Protect the Boundary Waters
A giant Chilean mining conglomerate wants to mine near the Boundary Waters. The Fund is working with Environment Minnesota to permanently protect this wild and popular place.
Credit: Dave Freeman
Beloved by Minnesotans and visitors from around the world, the Boundary Waters Canoe Area Wilderness, located in the Superior National Forest, is the nation’s most visited wilderness area.
There is something for everyone in the Boundary Waters.
People from all over the world travel there to canoe, kayak, and, if they’re lucky, catch a glimpse of wildlife on one of the area’s 1,200 boating routes. Outdoor sportsmen and women travel there to fish and hunt. Adventurers can hike, backpack and camp on the area’s trails and nearly 2,000 campsites. Visitors may even see the northern lights undulating above the tree tops.
What can you see in the Boundary Waters
Despite more than 150,000 annual visitors, the Boundary Waters is teeming with wildlife. The area’s countless lakes, ponds, fens and cliffs are home to a diverse variety of species.
Walking among the forest will take you beneath towering old-growth pines, black spruce and white cedar trees.
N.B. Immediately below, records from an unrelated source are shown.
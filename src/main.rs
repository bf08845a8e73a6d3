//! Elevator simulation binary.
//!
//! # Usage
//!
//! ```bash
//! # Run with config.json / _config.json until a line is entered
//! secure-elevator
//!
//! # Three rides per agent, verbose logging
//! secure-elevator --rides 3 --log-level debug
//! ```

use std::path::PathBuf;

use clap::Parser;
use secure_elevator::modules;
use secure_elevator::Config;
use tracing_subscriber::{fmt, layer::SubscriberExt, util::SubscriberInitExt, EnvFilter};

/// Secure elevator simulation
#[derive(Parser, Debug)]
#[command(name = "secure-elevator")]
#[command(about = "Agents with security clearances sharing one elevator")]
#[command(version)]
struct Args {
    /// Path to a JSON configuration file
    #[arg(short, long)]
    config: Option<PathBuf>,

    /// Stop after this many rides per agent
    #[arg(short, long)]
    rides: Option<u32>,

    /// Log level (trace, debug, info, warn, error)
    #[arg(long, default_value = "info")]
    log_level: String,
}

fn main() -> Result<(), Box<dyn std::error::Error>> {
    let args = Args::parse();
    let filter =
        EnvFilter::try_from_default_env().unwrap_or_else(|_| EnvFilter::new(&args.log_level));

    tracing_subscriber::registry()
        .with(fmt::layer().with_writer(std::io::stderr))
        .with(filter)
        .init();

    // READ CONFIGURATION
    let mut config = Config::get(args.config.as_deref())?;
    if let Some(rides) = args.rides {
        config.driver.rides_per_agent = Some(rides);
    }

    tracing::info!(agents = config.agents.len(), "elevator simulation starting");
    modules::run(config)?;

    Ok(())
}
pub mod agent;
pub mod call;
pub mod config;
pub mod debug;
pub mod elevator_event;
pub mod elevator_status;
pub mod error;
pub mod floor;
pub mod security_level;
//! Whole rides with the operator running, plus state invariants under
//! random operation sequences.

use std::sync::Arc;
use std::thread;
use std::time::Duration;

use crossbeam_channel::unbounded;
use proptest::prelude::*;
use secure_elevator::modules::operator;
use secure_elevator::{Agent, Elevator, ElevatorConfig, ElevatorStatus, Floor, SecurityLevel};

fn assert_invariants(status: &ElevatorStatus) {
    for floor in Floor::iter() {
        if !status.is_wanted(floor) {
            assert!(!status.elevator_button(floor), "button {} lit with nobody going there", floor);
        }
    }
    for (i, occupant) in status.occupants.iter().enumerate() {
        assert!(!status.occupants[i + 1..].contains(occupant), "{} is inside twice", occupant);
    }
}

#[test]
fn every_ride_completes_with_the_operator_running() {
    let elevator = Arc::new(Elevator::new(ElevatorConfig::instant()));
    let (stop_tx, stop_rx) = unbounded::<()>();
    let operator_handle = {
        let elevator = Arc::clone(&elevator);
        thread::spawn(move || operator::main(elevator, stop_rx))
    };

    let rides = [
        (Agent::new("Agent1", SecurityLevel::Confidential), Floor::TopSecret, Floor::Ground),
        (Agent::new("Agent2", SecurityLevel::Secret), Floor::Experimental, Floor::Secret),
        (Agent::new("Agent3", SecurityLevel::TopSecret), Floor::Ground, Floor::TopSecret),
        (Agent::new("Agent4", SecurityLevel::Secret), Floor::Secret, Floor::Secret),
    ];

    let (done_tx, done_rx) = unbounded();
    for (agent, from, to) in rides.iter().cloned() {
        let elevator = Arc::clone(&elevator);
        let done_tx = done_tx.clone();
        thread::spawn(move || {
            for _ in 0..3 {
                agent.ride(&elevator, from, to).unwrap();
            }
            done_tx.send(agent.name).unwrap();
        });
    }

    for _ in 0..rides.len() {
        done_rx.recv_timeout(Duration::from_secs(20)).unwrap();
    }

    let status = elevator.status();
    assert!(status.occupants.is_empty());
    assert!(status.waiting.is_empty());
    assert!(status.destinations.is_empty());
    assert_invariants(&status);

    drop(stop_tx);
    operator_handle.join().unwrap();
}

#[test]
fn riders_get_out_with_real_latency() {
    let settings = ElevatorConfig {
        travel_time_ms: 2,
        door_open_ms: 1,
        door_close_ms: 1,
    };
    let elevator = Arc::new(Elevator::new(settings));
    let (stop_tx, stop_rx) = unbounded::<()>();
    let operator_handle = {
        let elevator = Arc::clone(&elevator);
        thread::spawn(move || operator::main(elevator, stop_rx))
    };

    let agent = Agent::new("Agent1", SecurityLevel::TopSecret);
    agent.ride(&elevator, Floor::TopSecret, Floor::Ground).unwrap();
    assert_eq!(elevator.current_floor(), Floor::Ground);
    assert!(elevator.status().occupants.is_empty());

    drop(stop_tx);
    operator_handle.join().unwrap();
}

#[derive(Debug, Clone)]
enum Op {
    Board(usize, Floor),
    Exit(usize),
    PressFloor(Floor),
    PressCab(Floor),
    OpenDoor(usize),
    Move(Floor),
}

fn floor() -> impl Strategy<Value = Floor> {
    (0..Floor::num_floors()).prop_map(|i| Floor::ALL[i])
}

fn op() -> impl Strategy<Value = Op> {
    prop_oneof![
        (0..4usize, floor()).prop_map(|(agent, to)| Op::Board(agent, to)),
        (0..4usize).prop_map(Op::Exit),
        floor().prop_map(Op::PressFloor),
        floor().prop_map(Op::PressCab),
        (0..4usize).prop_map(Op::OpenDoor),
        floor().prop_map(Op::Move),
    ]
}

proptest! {
    #[test]
    fn buttons_follow_riders(ops in prop::collection::vec(op(), 1..40)) {
        let elevator = Elevator::new(ElevatorConfig::instant());
        let agents: Vec<Agent> = SecurityLevel::iter()
            .chain(std::iter::once(SecurityLevel::Secret))
            .enumerate()
            .map(|(i, level)| Agent::new(format!("Agent{}", i), level))
            .collect();

        for op in ops {
            let before = elevator.status();
            match op {
                Op::Board(i, to) => {
                    // boarding on the car's floor never blocks
                    let result = elevator.request_floor(before.current_floor, to, &agents[i]);
                    prop_assert_eq!(result.is_ok(), !before.is_inside(&agents[i]));
                }
                Op::Exit(i) => {
                    let result = elevator.exit(&agents[i]);
                    prop_assert_eq!(result.is_ok(), before.is_inside(&agents[i]));
                    if result.is_err() {
                        prop_assert_eq!(elevator.status(), before.clone());
                    }
                }
                Op::PressFloor(target) => {
                    elevator.press_floor_button(target);
                    prop_assert_eq!(elevator.current_floor(), target);
                }
                Op::PressCab(target) => {
                    elevator.press_elevator_button(target);
                }
                Op::OpenDoor(i) => {
                    elevator.open_door(Some(&agents[i]));
                }
                Op::Move(target) => {
                    elevator.move_to_floor(target);
                }
            }
            let after = elevator.status();
            assert_invariants(&after);
            prop_assert!(after.occupants.len() <= before.occupants.len() + 1);
        }
    }
}
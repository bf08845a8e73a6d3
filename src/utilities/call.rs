use super::floor::Floor;

/// A pending stop for the car.
#[derive(serde::Serialize, serde::Deserialize, Debug, Clone, Copy, PartialEq, Eq)]
pub enum Call {
    /// Someone is waiting on this floor.
    Hall(Floor),
    /// A rider wants to get off on this floor.
    Cab(Floor),
}

impl Call {
    pub fn floor(self) -> Floor {
        match self {
            Call::Hall(floor) | Call::Cab(floor) => floor,
        }
    }

    pub fn as_string(self) -> String {
        match self {
            Call::Hall(floor) => format!("hall {}", floor),
            Call::Cab(floor) => format!("cab {}", floor),
        }
    }
}
/// ----- DOORS MODULE -----
/// This module decides who is let out when the door opens. Only the
/// occupant with the lowest clearance may leave; ties go to whoever
/// boarded first.

use crate::utilities::agent::Agent;

#[derive(Debug, Clone, PartialEq, Eq)]
pub enum DoorOutcome {
    /// The door opened. `exited` is the occupant that was let out, if any.
    Opened { exited: Option<Agent> },
    /// The claimant lost the priority contest. Nothing changed.
    Denied { claimant: Agent },
}

impl DoorOutcome {
    pub fn is_opened(&self) -> bool {
        matches!(self, DoorOutcome::Opened { .. })
    }
}

#[derive(Debug, Clone, Copy, PartialEq, Eq)]
pub enum DoorDecision<'a> {
    /// Open, evicting the occupant at this position if there is one.
    Open { evict: Option<usize> },
    Deny(&'a Agent),
}

/// Position of the occupant with the lowest clearance. The comparison is
/// strict, so the earliest of several equal occupants is kept.
pub fn priority_winner(occupants: &[Agent]) -> Option<usize> {
    let mut winner: Option<usize> = None;
    for (index, agent) in occupants.iter().enumerate() {
        winner = match winner {
            Some(best) if occupants[best].security_level <= agent.security_level => Some(best),
            _ => Some(index),
        };
    }
    winner
}

/// Runs the priority contest for one door event. Without a claimant the
/// winner is let out unconditionally.
pub fn arbitrate<'a>(occupants: &[Agent], claimant: Option<&'a Agent>) -> DoorDecision<'a> {
    let Some(winner) = priority_winner(occupants) else {
        return DoorDecision::Open { evict: None };
    };
    match claimant {
        None => DoorDecision::Open { evict: Some(winner) },
        Some(agent) if occupants[winner] == *agent => DoorDecision::Open { evict: Some(winner) },
        Some(agent) => DoorDecision::Deny(agent),
    }
}

#[cfg(test)]
mod tests {
    use proptest::prelude::*;

    use super::*;
    use crate::utilities::security_level::SecurityLevel;

    fn agents(levels: &[SecurityLevel]) -> Vec<Agent> {
        levels
            .iter()
            .enumerate()
            .map(|(i, level)| Agent::new(format!("Agent{}", i), *level))
            .collect()
    }

    #[test]
    fn lowest_clearance_wins() {
        let occupants = agents(&[SecurityLevel::Secret, SecurityLevel::TopSecret, SecurityLevel::Confidential]);
        assert_eq!(priority_winner(&occupants), Some(2));
        assert_eq!(arbitrate(&occupants, Some(&occupants[2])), DoorDecision::Open { evict: Some(2) });
        assert_eq!(arbitrate(&occupants, Some(&occupants[0])), DoorDecision::Deny(&occupants[0]));
        assert_eq!(arbitrate(&occupants, Some(&occupants[1])), DoorDecision::Deny(&occupants[1]));
    }

    #[test]
    fn tie_goes_to_first_boarded() {
        let occupants = agents(&[SecurityLevel::TopSecret, SecurityLevel::Secret, SecurityLevel::Secret]);
        for _ in 0..10 {
            assert_eq!(priority_winner(&occupants), Some(1));
        }
        assert_eq!(arbitrate(&occupants, Some(&occupants[2])), DoorDecision::Deny(&occupants[2]));
    }

    #[test]
    fn empty_car_lets_anyone_use_the_door() {
        let outsider = Agent::new("Outsider", SecurityLevel::TopSecret);
        assert_eq!(arbitrate(&[], Some(&outsider)), DoorDecision::Open { evict: None });
        assert_eq!(arbitrate(&[], None), DoorDecision::Open { evict: None });
    }

    #[test]
    fn outsider_is_denied_when_car_is_occupied() {
        let occupants = agents(&[SecurityLevel::TopSecret]);
        let outsider = Agent::new("Outsider", SecurityLevel::Confidential);
        assert_eq!(arbitrate(&occupants, Some(&outsider)), DoorDecision::Deny(&outsider));
    }

    #[test]
    fn no_claimant_evicts_the_winner() {
        let occupants = agents(&[SecurityLevel::TopSecret, SecurityLevel::Confidential]);
        assert_eq!(arbitrate(&occupants, None), DoorDecision::Open { evict: Some(1) });
    }

    fn level() -> impl Strategy<Value = SecurityLevel> {
        prop_oneof![
            Just(SecurityLevel::Confidential),
            Just(SecurityLevel::Secret),
            Just(SecurityLevel::TopSecret),
        ]
    }

    proptest! {
        #[test]
        fn winner_is_first_of_the_minimum(levels in prop::collection::vec(level(), 1..8)) {
            let occupants = agents(&levels);
            let winner = priority_winner(&occupants).unwrap();
            let minimum = levels.iter().min().copied().unwrap();
            prop_assert_eq!(levels[winner], minimum);
            prop_assert!(levels[..winner].iter().all(|level| *level > minimum));
        }

        #[test]
        fn exactly_one_occupant_may_open(levels in prop::collection::vec(level(), 1..8)) {
            let occupants = agents(&levels);
            let opened = occupants
                .iter()
                .filter(|agent| matches!(arbitrate(&occupants, Some(*agent)), DoorDecision::Open { .. }))
                .count();
            prop_assert_eq!(opened, 1);
        }
    }
}
use std::collections::HashSet;
use std::fs;
use std::path::{Path, PathBuf};
use std::time::Duration;

use super::agent::Agent;
use super::error::ConfigError;
use super::security_level::SecurityLevel;

const CONFIG_FILE: &str = "config.json";
const FALLBACK_CONFIG_FILE: &str = "_config.json";

#[derive(serde::Serialize, serde::Deserialize, Debug, Clone, PartialEq, Eq)]
#[serde(default)]
pub struct ElevatorConfig {
    pub travel_time_ms: u64,
    pub door_open_ms: u64,
    pub door_close_ms: u64,
}

impl Default for ElevatorConfig {
    fn default() -> Self {
        ElevatorConfig {
            travel_time_ms: 1000,
            door_open_ms: 2000,
            door_close_ms: 1000,
        }
    }
}

impl ElevatorConfig {
    /// No simulated latency at all.
    pub fn instant() -> Self {
        ElevatorConfig {
            travel_time_ms: 0,
            door_open_ms: 0,
            door_close_ms: 0,
        }
    }

    pub fn travel_time(&self) -> Duration {
        Duration::from_millis(self.travel_time_ms)
    }

    pub fn door_open_time(&self) -> Duration {
        Duration::from_millis(self.door_open_ms)
    }

    pub fn door_close_time(&self) -> Duration {
        Duration::from_millis(self.door_close_ms)
    }
}

#[derive(serde::Serialize, serde::Deserialize, Debug, Clone, PartialEq, Eq)]
#[serde(default)]
pub struct DriverConfig {
    pub min_idle_ms: u64,
    pub max_idle_ms: u64,
    pub status_interval_ms: u64,
    /// Stop each agent after this many rides. Runs until stdin closes otherwise.
    pub rides_per_agent: Option<u32>,
}

impl Default for DriverConfig {
    fn default() -> Self {
        DriverConfig {
            min_idle_ms: 2000,
            max_idle_ms: 5000,
            status_interval_ms: 1000,
            rides_per_agent: None,
        }
    }
}

impl DriverConfig {
    pub fn status_interval(&self) -> Duration {
        Duration::from_millis(self.status_interval_ms)
    }
}

#[derive(serde::Serialize, serde::Deserialize, Debug, Clone, PartialEq, Eq)]
#[serde(default)]
pub struct Config {
    pub elevator: ElevatorConfig,
    pub agents: Vec<Agent>,
    pub driver: DriverConfig,
}

impl Default for Config {
    fn default() -> Self {
        Config {
            elevator: ElevatorConfig::default(),
            agents: vec![
                Agent::new("Agent1", SecurityLevel::Confidential),
                Agent::new("Agent2", SecurityLevel::Secret),
                Agent::new("Agent3", SecurityLevel::TopSecret),
            ],
            driver: DriverConfig::default(),
        }
    }
}

impl Config {
    /// Reads `path` if given. Otherwise tries `config.json`, then
    /// `_config.json`, then falls back to the built-in defaults.
    pub fn get(path: Option<&Path>) -> Result<Self, ConfigError> {
        let config = match path {
            Some(path) => Self::read(path)?,
            None => {
                let candidates = [PathBuf::from(CONFIG_FILE), PathBuf::from(FALLBACK_CONFIG_FILE)];
                match candidates.iter().find(|candidate| candidate.is_file()) {
                    Some(found) => Self::read(found)?,
                    None => {
                        tracing::warn!("No configuration file provided, using default settings...");
                        Config::default()
                    }
                }
            }
        };
        config.validate()?;
        Ok(config)
    }

    fn read(path: &Path) -> Result<Self, ConfigError> {
        let contents = fs::read_to_string(path).map_err(|source| ConfigError::Read {
            path: path.to_path_buf(),
            source,
        })?;
        tracing::debug!(path = %path.display(), "read configuration");
        Self::parse(path, &contents)
    }

    pub fn parse(path: &Path, contents: &str) -> Result<Self, ConfigError> {
        serde_json::from_str(contents).map_err(|source| ConfigError::Parse {
            path: path.to_path_buf(),
            source,
        })
    }

    pub fn validate(&self) -> Result<(), ConfigError> {
        if self.agents.is_empty() {
            return Err(ConfigError::Invalid(String::from("at least one agent is required")));
        }
        let mut names = HashSet::new();
        for agent in &self.agents {
            if !names.insert(agent.name.as_str()) {
                return Err(ConfigError::Invalid(format!("agent name {} is used twice", agent.name)));
            }
        }
        if self.driver.min_idle_ms > self.driver.max_idle_ms {
            return Err(ConfigError::Invalid(format!(
                "min_idle_ms ({}) is larger than max_idle_ms ({})",
                self.driver.min_idle_ms, self.driver.max_idle_ms
            )));
        }
        Ok(())
    }
}
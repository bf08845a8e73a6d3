use super::agent::Agent;
use super::floor::Floor;

/// Everything the car does, in the order it happened under the lock.
#[derive(Debug, Clone, PartialEq, Eq)]
pub enum ElevatorEvent {
    Waiting { agent: Agent, floor: Floor },
    Entered { agent: Agent, floor: Floor },
    Exited { agent: Agent, floor: Floor },
    Moving { floor: Floor },
    Arrived { floor: Floor },
    AlreadyAtFloor { floor: Floor },
    DoorOpened { floor: Floor, claimant: Option<Agent> },
    DoorDenied { floor: Floor, agent: Agent },
    DoorClosed { floor: Floor },
}
//! Core value types shared by the store, the resolver and the wizard
//!
//! Days and rooms are kept as verbatim strings (they come from the schedule
//! data); only time-of-day gets a dedicated type, because ordering and
//! formatting of `HH:MM` values matter for the interval test.

use chrono::{NaiveTime, TimeDelta, Timelike};
use serde::{Deserialize, Serialize};
use std::fmt;
use std::str::FromStr;
use strum::{Display, EnumIter, EnumString, IntoEnumIterator};
use thiserror::Error;

/// Teaching days in the schedule, in week order.
///
/// Stored labels are matched byte-for-byte against these names; anything else
/// is still a valid day label but sorts after Saturday.
#[derive(Debug, Clone, Copy, PartialEq, Eq, Hash, PartialOrd, Ord)]
#[derive(Display, EnumString, EnumIter)]
pub enum Weekday {
    Senin,
    Selasa,
    Rabu,
    Kamis,
    Jumat,
    Sabtu,
}

impl Weekday {
    /// Sort key for a stored day label: 1..=6 for known days, 7 otherwise.
    pub fn sort_key(label: &str) -> u8 {
        Weekday::from_str(label)
            .ok()
            .and_then(|day| Weekday::iter().position(|d| d == day))
            .map(|idx| idx as u8 + 1)
            .unwrap_or(7)
    }
}

/// Errors produced while parsing a time-of-day value
#[derive(Error, Debug, Clone, PartialEq, Eq)]
pub enum ClockTimeError {
    #[error("invalid time '{0}' (expected HH:MM)")]
    Invalid(String),
}

/// Wall-clock time of day with minute resolution.
///
/// Always formats as zero-padded `HH:MM`, so the string form sorts the same
/// way the time does. The occupation table relies on that.
#[derive(Debug, Clone, Copy, PartialEq, Eq, Hash, PartialOrd, Ord, Serialize, Deserialize)]
#[serde(try_from = "String", into = "String")]
pub struct ClockTime(NaiveTime);

impl ClockTime {
    /// Build a time from hours and minutes, `None` if out of range.
    pub fn from_hm(hour: u32, minute: u32) -> Option<Self> {
        NaiveTime::from_hms_opt(hour, minute, 0).map(Self)
    }

    /// Convert a spreadsheet day fraction (0.5 == 12:00) to a time,
    /// rounding to the nearest minute.
    pub fn from_day_fraction(fraction: f64) -> Option<Self> {
        if !fraction.is_finite() || fraction < 0.0 {
            return None;
        }
        let total_minutes = (fraction * 24.0 * 60.0).round() as u32;
        Self::from_hm(total_minutes / 60, total_minutes % 60)
    }

    pub fn hour(&self) -> u32 {
        self.0.hour()
    }

    pub fn minute(&self) -> u32 {
        self.0.minute()
    }

    /// Shift by a number of minutes, wrapping around midnight.
    pub fn add_minutes(self, minutes: i64) -> Self {
        let (shifted, _) = self.0.overflowing_add_signed(TimeDelta::minutes(minutes));
        Self(shifted)
    }
}

impl Default for ClockTime {
    /// 08:00, the first teaching slot of the day
    fn default() -> Self {
        Self(NaiveTime::from_hms_opt(8, 0, 0).unwrap_or(NaiveTime::MIN))
    }
}

impl FromStr for ClockTime {
    type Err = ClockTimeError;

    /// Accepts `HH:MM` and `HH:MM:SS`; seconds are dropped.
    fn from_str(s: &str) -> Result<Self, Self::Err> {
        let trimmed = s.trim();
        NaiveTime::parse_from_str(trimmed, "%H:%M")
            .or_else(|_| NaiveTime::parse_from_str(trimmed, "%H:%M:%S"))
            .ok()
            .and_then(|t| Self::from_hm(t.hour(), t.minute()))
            .ok_or_else(|| ClockTimeError::Invalid(s.to_string()))
    }
}

impl TryFrom<String> for ClockTime {
    type Error = ClockTimeError;

    fn try_from(value: String) -> Result<Self, Self::Error> {
        value.parse()
    }
}

impl From<ClockTime> for String {
    fn from(value: ClockTime) -> Self {
        value.to_string()
    }
}

impl fmt::Display for ClockTime {
    fn fmt(&self, f: &mut fmt::Formatter<'_>) -> fmt::Result {
        write!(f, "{:02}:{:02}", self.0.hour(), self.0.minute())
    }
}

/// A selection slot that starts out as "not yet chosen".
///
/// The placeholder is a separate variant, so it can never collide with a real
/// day or room label, even one spelled like the placeholder text.
#[derive(Debug, Clone, PartialEq, Eq, Hash, Default, Serialize, Deserialize)]
#[serde(from = "Option<String>", into = "Option<String>")]
pub enum Choice {
    #[default]
    Unselected,
    Chosen(String),
}

impl Choice {
    /// Text shown for the placeholder entry in option lists
    pub const PLACEHOLDER_LABEL: &'static str = "-- not selected --";

    pub fn chosen(value: impl Into<String>) -> Self {
        Self::Chosen(value.into())
    }

    /// Map a label coming from a front end back to a choice.
    ///
    /// The placeholder label maps to `Unselected`; every other label is taken
    /// verbatim.
    pub fn from_label(label: &str) -> Self {
        if label == Self::PLACEHOLDER_LABEL {
            Self::Unselected
        } else {
            Self::Chosen(label.to_string())
        }
    }

    pub fn as_deref(&self) -> Option<&str> {
        match self {
            Self::Unselected => None,
            Self::Chosen(value) => Some(value.as_str()),
        }
    }
}

impl From<Option<String>> for Choice {
    fn from(value: Option<String>) -> Self {
        value.map_or(Self::Unselected, Self::Chosen)
    }
}

impl From<Choice> for Option<String> {
    fn from(value: Choice) -> Self {
        match value {
            Choice::Unselected => None,
            Choice::Chosen(v) => Some(v),
        }
    }
}

impl fmt::Display for Choice {
    fn fmt(&self, f: &mut fmt::Formatter<'_>) -> fmt::Result {
        match self {
            Self::Unselected => f.write_str(Self::PLACEHOLDER_LABEL),
            Self::Chosen(value) => f.write_str(value),
        }
    }
}

/// One scheduled use of a room: the row shape of the `jadwal` table.
#[derive(Debug, Clone, PartialEq, Eq, Serialize, Deserialize)]
pub struct OccupationRecord {
    pub day: String,
    pub room: String,
    pub start_time: ClockTime,
    pub end_time: ClockTime,
    pub course_name: String,
}

impl OccupationRecord {
    /// Half-open containment: `start <= time < end`.
    ///
    /// A record with `start >= end` contains no time at all.
    pub fn contains(&self, time: ClockTime) -> bool {
        self.start_time <= time && time < self.end_time
    }

    pub fn is_well_formed(&self) -> bool {
        self.start_time < self.end_time
    }
}
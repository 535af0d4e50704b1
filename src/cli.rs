use crate::types::ClockTime;
use clap::{Parser, Subcommand};
use std::path::PathBuf;

/// labcheck - Is the lab free?
#[derive(Parser, Debug)]
#[command(name = "labcheck")]
#[command(about = "Check whether a lab room is free at a given day and time")]
#[command(version)]
pub struct Cli {
    /// Path to a JSON configuration file
    #[arg(short, long, global = true)]
    pub config: Option<PathBuf>,

    /// Schedule database (overrides the configuration file)
    #[arg(long, global = true)]
    pub database: Option<PathBuf>,

    #[command(subcommand)]
    pub command: Option<Commands>,
}

#[derive(Subcommand, Debug)]
pub enum Commands {
    /// Run the interactive wizard (default)
    Run {
        /// Where to write the log while the TUI owns the terminal
        #[arg(long, default_value = "labcheck.log")]
        log_file: PathBuf,
    },
    /// Check one room without the TUI
    Check {
        /// Day label exactly as in the schedule (e.g. Senin)
        #[arg(short, long)]
        day: String,
        /// Room label exactly as in the schedule (e.g. "Software I")
        #[arg(short, long)]
        room: String,
        /// Time as HH:MM (defaults to the configured default time)
        #[arg(short, long)]
        time: Option<ClockTime>,
        /// Print the wizard snapshot as JSON
        #[arg(long)]
        json: bool,
    },
    /// List the days and rooms offered by the wizard
    Options {
        /// Print as JSON
        #[arg(long)]
        json: bool,
    },
    /// Import the schedule spreadsheet into the database
    Import {
        /// Workbook (.xls, .xlsx, .ods) or JSON array of rows with the columns
        /// hari, ruang, jam_mulai, jam_selesai, nama_matakuliah
        input: PathBuf,
    },
    /// Validate a configuration file
    ValidateConfig {
        /// Path to configuration file to validate
        file: PathBuf,
    },
}

impl Cli {
    /// Parse command line arguments
    pub fn parse_args() -> Self {
        Self::parse()
    }
}

#[cfg(test)]
mod tests {
    use super::*;

    #[test]
    fn test_no_subcommand_runs_tui() {
        let cli = Cli::try_parse_from(["labcheck"]).expect("parse");
        assert!(cli.command.is_none());
    }

    #[test]
    fn test_check_arguments() {
        let cli = Cli::try_parse_from([
            "labcheck",
            "--database",
            "/tmp/jadwal.db",
            "check",
            "--day",
            "Senin",
            "--room",
            "Software I",
            "--time",
            "08:30",
        ])
        .expect("parse");

        assert_eq!(cli.database, Some(PathBuf::from("/tmp/jadwal.db")));
        match cli.command {
            Some(Commands::Check {
                day, room, time, json,
            }) => {
                assert_eq!(day, "Senin");
                assert_eq!(room, "Software I");
                assert_eq!(time.map(|t| t.to_string()), Some("08:30".to_string()));
                assert!(!json);
            }
            other => panic!("unexpected command: {:?}", other),
        }
    }

    #[test]
    fn test_bad_time_is_rejected() {
        let result = Cli::try_parse_from([
            "labcheck", "check", "--day", "Senin", "--room", "A", "--time", "25:99",
        ]);
        assert!(result.is_err());
    }

    #[test]
    fn test_cli_definition_is_consistent() {
        use clap::CommandFactory;
        Cli::command().debug_assert();
    }
}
You might even stumble upon a wild blueberry or raspberry bush.
You may catch a glimpse (from a safe distance) of moose, fox, beavers and even black bears. While walking along the lakes and streams you can see soaring bald eagles, osprey, loons or the elusive great gray owl, the largest owl species in North America.
Meanwhile, trout, bass and pike dart about in the Boundary Water’s many rivers and streams.
The area is also home to three threatened species, the gray wolf, Canada lynx and northern long-eared bat.
Copper mining: A toxic threat to this special place
Unfortunately, the Boundary Waters, and parts of the Superior National Forest, sit above deposits of iron and sulfide ores, copper, nickel and other associated metals.
Twin Metals, a subsidiary of the giant Chilean mining conglomerate Antofagasta, has long pushed to build an underground mine for copper, nickel and precious metals near Ely, just south of the Boundary Waters. Pollution from this mine, if it is ever built, would likely contaminate the water that runs into the Boundary Waters’ interconnected waterways.
Sulfide mineral mining can produce a sulfuric acid byproduct created when the minerals are exposed to air or water. This acid can drain outside the mine, decreasing water pH and leeching harmful metals like lead and mercury into waterways, causing sweeping damage downstream.
The acid runoff from sulfide copper mining can significantly degrade water quality and harm the fish and animals that live in, or rely on, that water, which in turn causes it to build up in local food chains. But the contamination doesn’t stop there, the runoff can also leak into the soil.
We don’t need to mine in the Boundary Waters
Minnesotans know the Boundary Waters is a popular recreational area and vital wildlife habitat that is too special to destroy for copper.
Simply put, we don’t need to be mining copper upstream of a beloved wilderness, especially when copper can be recycled over and over again without losing its quality. We should be diverting copper from landfills and setting up better systems to reuse and recycle the copper from our e-waste and other sources.
There’s no reason to rob future generations of the opportunity to canoe, camp and sleep beneath the stars.
Environment Minnesota canvassers out building support for the Boundary Waters. Credit: Staff.
How you can help protect the Boundary Waters Canoe Area Wilderness
To ensure that they stand up for our natural heritage, our leaders, on both the state and federal level, need to hear from people across Minnesota.
That’s why we’ll continue knocking on doors and having conservations in the community, getting people like you involved. Together, we’ll be sending petitions, making phone calls and meeting with lawmakers in both Saint Paul and Washington, D.C.
If they hear from enough of us, they can take action to permanently protect the federal and state land surrounding the Boundary Waters wilderness, ensuring future generations of Minnesotans, and visitors from around the globe, have a chance to paddle through these pristine waters.